HOW TO COMPLETE THIS TASK: Go through the data and retrieve each line that includes the string "bool".

DATA EXTRACT:
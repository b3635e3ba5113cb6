//! Shared configuration types for TuneSwipe services
//!
//! This crate provides common configuration types used by the data store
//! and any service embedding it, ensuring consistency across the application.

mod database;
mod error;

pub use database::DatabaseConfig;
pub use error::{ConfigError, ConfigResult};

use std::env;

/// Application environment mode
#[derive(Debug, Clone, Copy, PartialEq, Eq, Default)]
pub enum Environment {
    #[default]
    Development,
    Staging,
    Production,
}

impl std::str::FromStr for Environment {
    type Err = std::convert::Infallible;

    fn from_str(s: &str) -> Result<Self, Self::Err> {
        Ok(match s.to_lowercase().as_str() {
            "production" | "prod" => Self::Production,
            "staging" | "stage" => Self::Staging,
            _ => Self::Development,
        })
    }
}

impl Environment {
    /// Check if this is a production environment
    pub fn is_production(&self) -> bool {
        matches!(self, Self::Production)
    }

    /// Check if this is a development environment
    pub fn is_development(&self) -> bool {
        matches!(self, Self::Development)
    }
}

impl std::fmt::Display for Environment {
    fn fmt(&self, f: &mut std::fmt::Formatter<'_>) -> std::fmt::Result {
        match self {
            Self::Development => write!(f, "development"),
            Self::Staging => write!(f, "staging"),
            Self::Production => write!(f, "production"),
        }
    }
}

/// Helper function to get a required environment variable
pub fn get_required_env(name: &str) -> ConfigResult<String> {
    env::var(name).map_err(|_| ConfigError::MissingEnvVar(name.to_string()))
}

/// Helper function to get an optional environment variable with a default
pub fn get_env_or_default(name: &str, default: &str) -> String {
    env::var(name).unwrap_or_else(|_| default.to_string())
}

/// Helper function to parse an environment variable into a specific type
pub fn parse_env<T>(name: &str, default: T) -> ConfigResult<T>
where
    T: std::str::FromStr,
    T::Err: std::fmt::Display,
{
    match env::var(name) {
        Ok(val) => val
            .parse()
            .map_err(|e| ConfigError::InvalidValue(name.to_string(), format!("{}", e))),
        Err(_) => Ok(default),
    }
}

#[cfg(test)]
mod tests {
    use super::*;

    #[test]
    fn test_environment_parsing() {
        assert_eq!(
            "production".parse::<Environment>().unwrap(),
            Environment::Production
        );
        assert_eq!(
            "prod".parse::<Environment>().unwrap(),
            Environment::Production
        );
        assert_eq!(
            "staging".parse::<Environment>().unwrap(),
            Environment::Staging
        );
        assert_eq!(
            "stage".parse::<Environment>().unwrap(),
            Environment::Staging
        );
        assert_eq!(
            "development".parse::<Environment>().unwrap(),
            Environment::Development
        );
        assert_eq!(
            "anything".parse::<Environment>().unwrap(),
            Environment::Development
        );
    }

    #[test]
    fn test_environment_display() {
        assert_eq!(format!("{}", Environment::Production), "production");
        assert_eq!(format!("{}", Environment::Staging), "staging");
        assert_eq!(format!("{}", Environment::Development), "development");
    }

    #[test]
    fn test_environment_checks() {
        assert!(Environment::Production.is_production());
        assert!(!Environment::Production.is_development());
        assert!(Environment::Development.is_development());
        assert!(!Environment::Development.is_production());
    }

    #[test]
    fn test_parse_env_returns_default_when_unset() {
        let value: u32 = parse_env("TUNESWIPE_TEST_UNSET_VARIABLE", 42).unwrap();
        assert_eq!(value, 42);
    }
}
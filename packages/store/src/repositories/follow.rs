//! Follow repository
//!
//! Directed edges between users. Self-follows are rejected here and by
//! a table CHECK, duplicates by the unique pair. Either endpoint going
//! away removes the edge by cascade.

use sqlx::PgPool;
use uuid::Uuid;

use crate::error::{StoreError, StoreResult};
use crate::models::follow::{Follow, FollowCounts};
use crate::models::user::User;
use crate::repositories::utils::{clamp_page, FOLLOW_COLUMNS};

/// Repository for follow database operations
#[derive(Clone)]
pub struct FollowRepository {
    pool: PgPool,
}

impl FollowRepository {
    /// Create a new FollowRepository instance
    pub fn new(pool: PgPool) -> Self {
        Self { pool }
    }

    /// Follow another user
    ///
    /// # Returns
    /// * `Ok(Follow)` - The created edge
    /// * `Err(StoreError::InvalidInput)` - If follower and following are the same user
    /// * `Err(StoreError::UniqueViolation)` - If the edge already exists
    /// * `Err(StoreError::ForeignKeyViolation)` - If either user does not exist
    #[tracing::instrument(skip(self))]
    pub async fn follow(&self, follower_id: Uuid, following_id: Uuid) -> StoreResult<Follow> {
        if follower_id == following_id {
            return Err(StoreError::InvalidInput(
                "users cannot follow themselves".to_string(),
            ));
        }

        let follow = sqlx::query_as::<_, Follow>(&format!(
            r#"
            INSERT INTO follows (follower_id, following_id)
            VALUES ($1, $2)
            RETURNING {}
            "#,
            FOLLOW_COLUMNS
        ))
        .bind(follower_id)
        .bind(following_id)
        .fetch_one(&self.pool)
        .await?;

        Ok(follow)
    }

    /// Remove a follow edge
    ///
    /// # Returns
    /// * `Ok(true)` - If the edge existed and was removed
    /// * `Ok(false)` - If the follower was not following the user
    #[tracing::instrument(skip(self))]
    pub async fn unfollow(&self, follower_id: Uuid, following_id: Uuid) -> StoreResult<bool> {
        let result =
            sqlx::query("DELETE FROM follows WHERE follower_id = $1 AND following_id = $2")
                .bind(follower_id)
                .bind(following_id)
                .execute(&self.pool)
                .await?;

        Ok(result.rows_affected() > 0)
    }

    /// Whether one user follows another
    pub async fn is_following(&self, follower_id: Uuid, following_id: Uuid) -> StoreResult<bool> {
        let following: bool = sqlx::query_scalar(
            r#"
            SELECT EXISTS (
                SELECT 1 FROM follows
                WHERE follower_id = $1 AND following_id = $2
            )
            "#,
        )
        .bind(follower_id)
        .bind(following_id)
        .fetch_one(&self.pool)
        .await?;

        Ok(following)
    }

    /// Users who follow the given user
    ///
    /// Follows carry no timestamp, so the list is ordered by user name
    /// for a stable render.
    pub async fn followers_of(
        &self,
        user_id: Uuid,
        limit: i64,
        offset: i64,
    ) -> StoreResult<Vec<User>> {
        let (limit, offset) = clamp_page(limit, offset)?;

        let followers = sqlx::query_as::<_, User>(
            r#"
            SELECT u.id, u.name, u.email, u.email_verified, u.image
            FROM follows f
            JOIN users u ON u.id = f.follower_id
            WHERE f.following_id = $1
            ORDER BY u.name ASC NULLS LAST, u.email ASC
            LIMIT $2 OFFSET $3
            "#,
        )
        .bind(user_id)
        .bind(limit)
        .bind(offset)
        .fetch_all(&self.pool)
        .await?;

        Ok(followers)
    }

    /// Users the given user follows
    pub async fn following_of(
        &self,
        user_id: Uuid,
        limit: i64,
        offset: i64,
    ) -> StoreResult<Vec<User>> {
        let (limit, offset) = clamp_page(limit, offset)?;

        let following = sqlx::query_as::<_, User>(
            r#"
            SELECT u.id, u.name, u.email, u.email_verified, u.image
            FROM follows f
            JOIN users u ON u.id = f.following_id
            WHERE f.follower_id = $1
            ORDER BY u.name ASC NULLS LAST, u.email ASC
            LIMIT $2 OFFSET $3
            "#,
        )
        .bind(user_id)
        .bind(limit)
        .bind(offset)
        .fetch_all(&self.pool)
        .await?;

        Ok(following)
    }

    /// Follower and following totals for a user
    pub async fn counts(&self, user_id: Uuid) -> StoreResult<FollowCounts> {
        let counts = sqlx::query_as::<_, FollowCounts>(
            r#"
            SELECT
                (SELECT COUNT(*) FROM follows WHERE following_id = $1) AS followers,
                (SELECT COUNT(*) FROM follows WHERE follower_id = $1) AS following
            "#,
        )
        .bind(user_id)
        .fetch_one(&self.pool)
        .await?;

        Ok(counts)
    }
}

SOLUTION:
    pub fn is_production(&self) -> bool {
    pub fn is_development(&self) -> bool {
    pub async fn unfollow(&self, follower_id: Uuid, following_id: Uuid) -> StoreResult<bool> {
    pub async fn is_following(&self, follower_id: Uuid, following_id: Uuid) -> StoreResult<bool> {
        let following: bool = sqlx::query_scalar(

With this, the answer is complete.